My last tank is also another small one set up sepecifically for keeping and hopefull breeding the smallest fish I've ever seen; the lovely chili rasboras. I have 10 of these only bought this last week and the tank is settling in nicely. It's not easy to see much in it though as it's stained by using alder cones. This tank isn't one to sit and watch. It's a breeding project more than anything else.
So, your own ideas? Best to make a decision on whether to go for big fish, and I mean anything that grows to over 3" or to take perhaps a couple of bigger fish such as the pearl gouramis that are really lovely fish and put them with a shoal of tetras. I think the ember tetras would be too small though..
If you really want a lively tank then a mixh of small and micro fish would do the trick. Above all and this is sometimes often overlooked, is that the fish you see in an aquarists shop are young. Some of them will look way too big once grown.

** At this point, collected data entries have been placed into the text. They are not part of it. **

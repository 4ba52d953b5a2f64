use std::{
    fs, io,
    path::{Path, PathBuf},
};

use eyre::{Result, WrapErr};
use rewards_locale::{keys, paths, Locale};
use serde::{Deserialize, Serialize};
use tracing::{error, info, warn};

pub const DEFAULT_LEARN_MORE_URL: &str = "https://brave.com/faq-bap-deprecation/";

#[derive(Clone, Debug, PartialEq, Eq, Serialize, Deserialize)]
#[serde(default)]
pub struct Config {
    pub language: String,
    pub learn_more_url: String,
    pub show_bap_deprecation: bool,
}

impl Default for Config {
    fn default() -> Self {
        Self {
            language: "en".to_string(),
            learn_more_url: DEFAULT_LEARN_MORE_URL.to_string(),
            show_bap_deprecation: true,
        }
    }
}

impl Config {
    pub fn config_path() -> Result<PathBuf> {
        Ok(paths::config_dir()?.join("config.toml"))
    }

    pub fn save_to(&self, path: &Path) -> Result<()> {
        let toml = toml::to_string(self).wrap_err("serializing config")?;
        fs::write(path, toml).wrap_err_with(|| format!("writing {}", path.display()))
    }

    /// A missing file is created with defaults, an unreadable one is moved aside and replaced.
    pub fn load_from(path: &Path) -> Result<Self> {
        let contents = match fs::read_to_string(path) {
            Ok(contents) => contents,
            Err(e) if e.kind() == io::ErrorKind::NotFound => {
                info!("no config at {}, writing defaults", path.display());
                let config = Self::default();
                config.save_to(path)?;
                return Ok(config);
            }
            Err(e) => return Err(e).wrap_err_with(|| format!("reading {}", path.display())),
        };

        match toml::from_str(&contents) {
            Ok(config) => Ok(config),
            Err(e) => {
                let aside = path.with_extension("toml.invalid");
                warn!("invalid config, moving it to {}: {e}", aside.display());
                fs::rename(path, &aside)
                    .wrap_err_with(|| format!("moving {} aside", path.display()))?;
                let config = Self::default();
                config.save_to(path)?;
                Ok(config)
            }
        }
    }
}

/// Everything the running app reads from disk.
#[derive(Clone, Debug)]
pub struct Settings {
    pub config: Config,
    pub locale: Locale,
    /// `None` when the config dir could not be used, changes then only live in memory.
    pub config_path: Option<PathBuf>,
}

impl Default for Settings {
    fn default() -> Self {
        Self {
            config: Config::default(),
            locale: Locale::english(),
            config_path: None,
        }
    }
}

impl Settings {
    pub fn load() -> Result<Self> {
        let path = Config::config_path()?;
        Self::load_from(path)
    }

    /// Locale files are read from the `locales` dir next to the config file.
    pub fn load_from(path: PathBuf) -> Result<Self> {
        let config = Config::load_from(&path)?;

        let locales = path.with_file_name(paths::LOCALES_DIR);
        let locale = match Locale::load_in(&locales, &config.language) {
            Ok(locale) => locale,
            Err(e) => {
                warn!("falling back to english: {e:?}");
                Locale::english()
            }
        };

        let missing = locale.missing_keys(&keys::POPUP_KEYS);
        if !missing.is_empty() {
            warn!("locale '{}' lacks {missing:?}", locale.language());
        }

        Ok(Self {
            config,
            locale,
            config_path: Some(path),
        })
    }

    pub fn load_or_default() -> Self {
        match Self::load() {
            Ok(settings) => settings,
            Err(e) => {
                error!("failed to load settings: {e:?}");
                Self::default()
            }
        }
    }

    pub fn update(&mut self, f: impl FnOnce(&mut Config)) {
        f(&mut self.config);
        if let Some(path) = &self.config_path {
            if let Err(e) = self.config.save_to(path) {
                error!("failed to save config: {e:?}");
            }
        }
    }
}

#[cfg(test)]
mod tests {
    use super::*;

    struct TempDir(PathBuf);

    impl TempDir {
        fn new() -> Self {
            let path = std::env::temp_dir()
                .join(format!("rewards-settings-{}", uuid::Uuid::new_v4().as_simple()));
            fs::create_dir_all(&path).unwrap();
            Self(path)
        }

        fn config(&self) -> PathBuf {
            self.0.join("config.toml")
        }
    }

    impl Drop for TempDir {
        fn drop(&mut self) {
            let _ = fs::remove_dir_all(&self.0);
        }
    }

    #[test]
    fn missing_file_writes_defaults() {
        let dir = TempDir::new();
        let config = Config::load_from(&dir.config()).unwrap();

        assert_eq!(config, Config::default());
        assert!(dir.config().exists());
    }

    #[test]
    fn partial_file_fills_defaults() {
        let dir = TempDir::new();
        fs::write(dir.config(), "show_bap_deprecation = false\n").unwrap();

        let config = Config::load_from(&dir.config()).unwrap();
        assert!(!config.show_bap_deprecation);
        assert_eq!(config.language, "en");
        assert_eq!(config.learn_more_url, DEFAULT_LEARN_MORE_URL);
    }

    #[test]
    fn invalid_file_is_moved_aside() {
        let dir = TempDir::new();
        fs::write(dir.config(), "show_bap_deprecation = \"sometimes\"").unwrap();

        let config = Config::load_from(&dir.config()).unwrap();
        assert_eq!(config, Config::default());
        assert!(dir.0.join("config.toml.invalid").exists());
    }

    #[test]
    fn settings_default_to_english() {
        let dir = TempDir::new();
        let settings = Settings::load_from(dir.config()).unwrap();

        assert_eq!(settings.locale, Locale::english());
        assert_eq!(settings.config_path, Some(dir.config()));
    }

    #[test]
    fn settings_fall_back_when_locale_file_is_missing() {
        let dir = TempDir::new();
        fs::write(dir.config(), "language = \"de\"\n").unwrap();

        let settings = Settings::load_from(dir.config()).unwrap();
        assert_eq!(settings.config.language, "de");
        assert_eq!(settings.locale, Locale::english());
    }

    #[test]
    fn settings_merge_locale_file_with_english() {
        let dir = TempDir::new();
        fs::write(dir.config(), "language = \"de\"\n").unwrap();
        let locales = dir.0.join(paths::LOCALES_DIR);
        fs::create_dir_all(&locales).unwrap();
        fs::write(locales.join("de.toml"), "bapDeprecationLearnMore = \"Mehr erfahren\"\n").unwrap();

        let settings = Settings::load_from(dir.config()).unwrap();
        assert_eq!(settings.locale.language(), "de");
        assert_eq!(
            settings.locale.get_string(keys::BAP_DEPRECATION_LEARN_MORE),
            "Mehr erfahren"
        );
        assert_eq!(settings.locale.get_string(keys::MODAL_CLOSE), "Close");
    }

    #[test]
    fn update_persists() {
        let dir = TempDir::new();
        let mut settings = Settings {
            config_path: Some(dir.config()),
            ..Default::default()
        };

        settings.update(|config| config.show_bap_deprecation = false);

        let reloaded = Config::load_from(&dir.config()).unwrap();
        assert!(!reloaded.show_bap_deprecation);
    }

    #[test]
    fn update_without_path_stays_in_memory() {
        let mut settings = Settings::default();
        settings.update(|config| config.learn_more_url = "https://example.com".to_string());
        assert_eq!(settings.config.learn_more_url, "https://example.com");
    }
}
//! Rendering: paints a [`Scene`] onto a 2D canvas context.
//!
//! This module is the only place that touches [`web_sys::CanvasRenderingContext2d`].
//! It receives a read-only scene and produces pixels; it does not mutate
//! any application state.
//!
//! All fallible `Canvas2D` calls propagate errors via `Result<(), JsValue>`.
//! The top-level caller ([`crate::engine::Engine::render`]) handles the result.

use js_sys::Array;
use wasm_bindgen::JsValue;
use web_sys::CanvasRenderingContext2d;

use crate::layout::{HandleFrame, ItemFrame, Scene};

const ITEM_FILL: &str = "#FFFFFF";
const ITEM_STROKE: &str = "#C9CED6";
const LABEL_COLOR: &str = "#2B2F36";
const SELECTION_COLOR: &str = "#2F6FED";
const HANDLE_FILL: &str = "#FFFFFF";

/// Selection dash segment length in canvas pixels.
const SELECTION_DASH_PX: f64 = 4.0;
/// Inset of the label from the item's top-left corner.
const LABEL_PADDING_PX: f64 = 8.0;

/// Draw the full scene: items bottom-first, then the selection handles.
///
/// `scale` maps canvas pixels to device pixels (zoom × device pixel ratio).
///
/// # Errors
///
/// Returns `Err` if any `Canvas2D` call fails (e.g. invalid context state).
#[allow(clippy::cast_precision_loss)]
pub fn draw(ctx: &CanvasRenderingContext2d, scene: &Scene, scale: f64) -> Result<(), JsValue> {
    ctx.set_transform(scale, 0.0, 0.0, scale, 0.0, 0.0)?;
    ctx.clear_rect(0.0, 0.0, scene.extent.width as f64, scene.extent.height as f64);

    for frame in &scene.items {
        draw_item(ctx, frame)?;
    }
    for handle in &scene.handles {
        draw_handle(ctx, handle);
    }
    Ok(())
}

#[allow(clippy::cast_precision_loss)]
fn draw_item(ctx: &CanvasRenderingContext2d, frame: &ItemFrame) -> Result<(), JsValue> {
    let (x, y, w, h) = (frame.left as f64, frame.top as f64, frame.width as f64, frame.height as f64);

    ctx.save();
    ctx.set_fill_style_str(ITEM_FILL);
    ctx.fill_rect(x, y, w, h);
    ctx.set_line_width(1.0);
    ctx.set_stroke_style_str(ITEM_STROKE);
    ctx.stroke_rect(x, y, w, h);

    if let Some(label) = frame.label.as_deref() {
        ctx.set_fill_style_str(LABEL_COLOR);
        ctx.set_font("13px sans-serif");
        ctx.set_text_align("left");
        ctx.set_text_baseline("top");
        ctx.fill_text_with_max_width(label, x + LABEL_PADDING_PX, y + LABEL_PADDING_PX, (w - 2.0 * LABEL_PADDING_PX).max(0.0))?;
    }

    if frame.selected {
        let dash = Array::of2(&JsValue::from_f64(SELECTION_DASH_PX), &JsValue::from_f64(SELECTION_DASH_PX));
        ctx.set_line_dash(&dash)?;
        ctx.set_line_width(2.0);
        ctx.set_stroke_style_str(SELECTION_COLOR);
        ctx.stroke_rect(x - 1.0, y - 1.0, w + 2.0, h + 2.0);
    }
    ctx.restore();
    Ok(())
}

#[allow(clippy::cast_precision_loss)]
fn draw_handle(ctx: &CanvasRenderingContext2d, handle: &HandleFrame) {
    let (x, y, s) = (handle.left as f64, handle.top as f64, handle.size as f64);
    ctx.set_fill_style_str(HANDLE_FILL);
    ctx.fill_rect(x, y, s, s);
    ctx.set_line_width(1.0);
    ctx.set_stroke_style_str(SELECTION_COLOR);
    ctx.stroke_rect(x, y, s, s);
}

I had a shoal of columbian blue tetras that looked lovely and colourful but hey, they had become akin to being small piranha in looks and size within a few months. They are also very fast and scare the hell out of the other fish when they dart around. Same sort of thing with the green tiger barbs I bought. They just got too big and became very unusual in that they stayed in the same place for hours on end all hanging with their heads down. I also loved the looks of the Odessa Barb. This has got to be one of the nicest fish you'll ever come across but aggressive. They chase other fish right out of the tank. The other regret I had was in the Golden Barbs. I did what they said and bought 8 of them as they like to shoal. Lovely fish, quite placid but come breeding time and it's like a line up for a gang bang. That wasn't the problem though. They weren't aggressive at all and were always on the move. They just got too big again. I traded them in at my local shop. The biggest female was about 8cm but fat. Like a water pig.
When you research what it is you're looking at in a shop before you make any decision, most descriptions give a maximum size as, say, 3cm. What it doesn't say is that they also grow deeper bodied and often wider in proportion too.
Oh, just seen Essjays comment regadring hillstream loaches. The one I have is no problem at all. It latches onto the tank glass and snaffles its way up and down like an algae scraper. It hides under a flat piece of slate, upside down and has never shown any bad tempered bouts with other fish. I actually prefer it to bristlenoses.